"The Spy Boy is first in the front: he is the baddest of all the Indians… he is ahead looking for trouble. Only a chosen few can be Spy Boy. It's his job to send a signal to First Flag when he sees other Indians. First Flag signals back down the line to Big Chief. Big Chief has a stick that controls the Indians. When he hits the ground with the stick, they better get down and bow to the Chief." - Larry Bannock
On Mardi Gras Day, if you're lucky enough to see some of the Mardi Gras Indians, the first Indian you're likely to see is the Spy Boy. His job places him ahead of the Big Chief's procession. Each Spy Boy has a method to signal potential trouble or approaching rival Indian tribes… with dancing, whooping, hollering, and hand language. His observations are communicated to the Big Chief who, in return, sends a set of directions and instructions back down the parade procession.
"I 'took' my position as a Spy Boy. Nobody gave it to me. I took it when someone else didn't do their job. Your heart and soul has to be there." - Larry Bannock
It is through this elaborate system of dances, whoops, flags and hand signals that the Big Chief is able to direct a progression multiple streets long… even though he is far away from the front of the parade. This communication network is important, as it allows the Big Chief time to adjust his suit, don his headdress, and prepare a song for an impending meeting with a rival tribe. Marching the streets on Mardi Gras Day on the way to meet other Indian tribes is a tribe's opportunity to have an entire year's worth of artistic effort appraised by an opponent artist.

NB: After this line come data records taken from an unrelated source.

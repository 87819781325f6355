// ABOUTME: Core domain types — moods, messages, chat sessions, and attachments.
// ABOUTME: Serialized field names are camelCase to match the stored session format.

use chrono::{DateTime, Utc};
use serde::{Deserialize, Serialize};

/// A descriptive mood tag attached to a session.
///
/// Persisted under the product's Uzbek labels, which are also what the
/// persona directive receives as context.
#[derive(Debug, Clone, Copy, PartialEq, Eq, Serialize, Deserialize)]
pub enum Mood {
    Stress,
    #[serde(rename = "Motivatsiya")]
    Motivation,
    #[serde(rename = "Qayg'u")]
    Sadness,
    #[serde(rename = "Izlanish")]
    Exploration,
    #[serde(rename = "Xotirjamlik")]
    Calm,
}

impl Mood {
    /// All moods, in menu order.
    pub const ALL: [Mood; 5] = [
        Mood::Stress,
        Mood::Motivation,
        Mood::Sadness,
        Mood::Exploration,
        Mood::Calm,
    ];

    /// The display label, identical to the persisted form.
    pub fn label(&self) -> &'static str {
        match self {
            Mood::Stress => "Stress",
            Mood::Motivation => "Motivatsiya",
            Mood::Sadness => "Qayg'u",
            Mood::Exploration => "Izlanish",
            Mood::Calm => "Xotirjamlik",
        }
    }

    /// Parse a label back into a mood, case-insensitively.
    pub fn from_label(label: &str) -> Option<Mood> {
        let wanted = label.trim().to_lowercase();
        Mood::ALL
            .into_iter()
            .find(|m| m.label().to_lowercase() == wanted)
    }
}

/// Light/dark display preference, persisted under its own storage entry.
#[derive(Debug, Clone, Copy, PartialEq, Eq, Serialize, Deserialize)]
#[serde(rename_all = "lowercase")]
pub enum Theme {
    Light,
    Dark,
}

impl Theme {
    pub fn toggled(self) -> Theme {
        match self {
            Theme::Light => Theme::Dark,
            Theme::Dark => Theme::Light,
        }
    }

    pub fn tag(&self) -> &'static str {
        match self {
            Theme::Light => "light",
            Theme::Dark => "dark",
        }
    }

    pub fn from_tag(tag: &str) -> Option<Theme> {
        match tag.trim() {
            "light" => Some(Theme::Light),
            "dark" => Some(Theme::Dark),
            _ => None,
        }
    }
}

/// Who authored a message.
#[derive(Debug, Clone, Copy, PartialEq, Eq, Serialize, Deserialize)]
#[serde(rename_all = "lowercase")]
pub enum Role {
    User,
    Assistant,
}

/// A citation returned alongside generated text when a tool was used.
#[derive(Debug, Clone, PartialEq, Serialize, Deserialize)]
pub struct GroundingSource {
    pub title: String,
    pub uri: String,
}

/// An opaque image payload produced by the boundary (file picker analog).
#[derive(Debug, Clone, PartialEq)]
pub struct Attachment {
    /// Base64-encoded image bytes, without the data-URI prefix.
    pub data: String,
    pub mime_type: String,
}

impl Attachment {
    /// Render as a `data:` URI for display storage on the message.
    pub fn to_data_uri(&self) -> String {
        format!("data:{};base64,{}", self.mime_type, self.data)
    }
}

/// Geographic coordinates used as a retrieval bias for map lookups.
#[derive(Debug, Clone, Copy, PartialEq, Serialize, Deserialize)]
pub struct Location {
    pub latitude: f64,
    pub longitude: f64,
}

/// A single chat message. Immutable once created; owned by its session.
#[derive(Debug, Clone, PartialEq, Serialize, Deserialize)]
#[serde(rename_all = "camelCase")]
pub struct Message {
    pub id: String,
    pub role: Role,
    pub content: String,
    #[serde(skip_serializing_if = "Option::is_none")]
    pub image_url: Option<String>,
    pub timestamp: DateTime<Utc>,
    #[serde(skip_serializing_if = "Option::is_none")]
    pub grounding_sources: Option<Vec<GroundingSource>>,
}

impl Message {
    /// Construct a user message, optionally carrying an attached image.
    pub fn user(content: &str, attachment: Option<&Attachment>) -> Self {
        Self {
            id: uuid::Uuid::new_v4().to_string(),
            role: Role::User,
            content: content.to_string(),
            image_url: attachment.map(Attachment::to_data_uri),
            timestamp: Utc::now(),
            grounding_sources: None,
        }
    }

    /// Construct an assistant message from generated output.
    pub fn assistant(
        content: String,
        image_url: Option<String>,
        grounding_sources: Option<Vec<GroundingSource>>,
    ) -> Self {
        Self {
            id: uuid::Uuid::new_v4().to_string(),
            role: Role::Assistant,
            content,
            image_url,
            timestamp: Utc::now(),
            grounding_sources,
        }
    }
}

/// One conversation thread with its own history and mood tag.
#[derive(Debug, Clone, PartialEq, Serialize, Deserialize)]
#[serde(rename_all = "camelCase")]
pub struct ChatSession {
    pub id: String,
    pub title: String,
    pub messages: Vec<Message>,
    pub mood: Option<Mood>,
    pub updated_at: DateTime<Utc>,
}
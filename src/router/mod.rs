// ABOUTME: Intent router — classifies a prompt and selects the model configuration.
// ABOUTME: Pure and stateless; pattern tables in intents, decision ladder in decision.

pub mod decision;
pub mod intents;

pub use decision::{
    ModelTier, RouteContext, RoutingDecision, ToolKind, REASONING_BUDGET_TOKENS, route,
};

"The route on Mardi Gras is always secret. Nobody knows where anybody's gonna be… that's why Spy Boy is ahead and looking for Indians. If he sights a gang, he tells Flag Boy that a gang is on its way." - Larry Bannock
The Flag Boy is the next ranking Indian. It is he who carries the "gang flag" – a huge staff decorated with feathers (seen on left) and the gang symbol. Generally Flag Boys are a block or two behind Spy Boys, and at least a block ahead of the Big Chief. Their responsibility is to pass along Spy Boy's information to the Big Chief, and return the Big Chief's response back to the Spy Boy. By raising his gang flag high in the air and using prearranged signals, the Flag Boy is able to keep the Big Chief and Spy Boy in direct communication. This allows the Big Chief control over the direction of the route his tribe will take. As mentioned, the progression can be many streets long. "Second Liners" are always present between the ranking Indians. They are usually not costumed, but provide much entertainment as they follow along dancing, singing, beating drums and playing tambourines.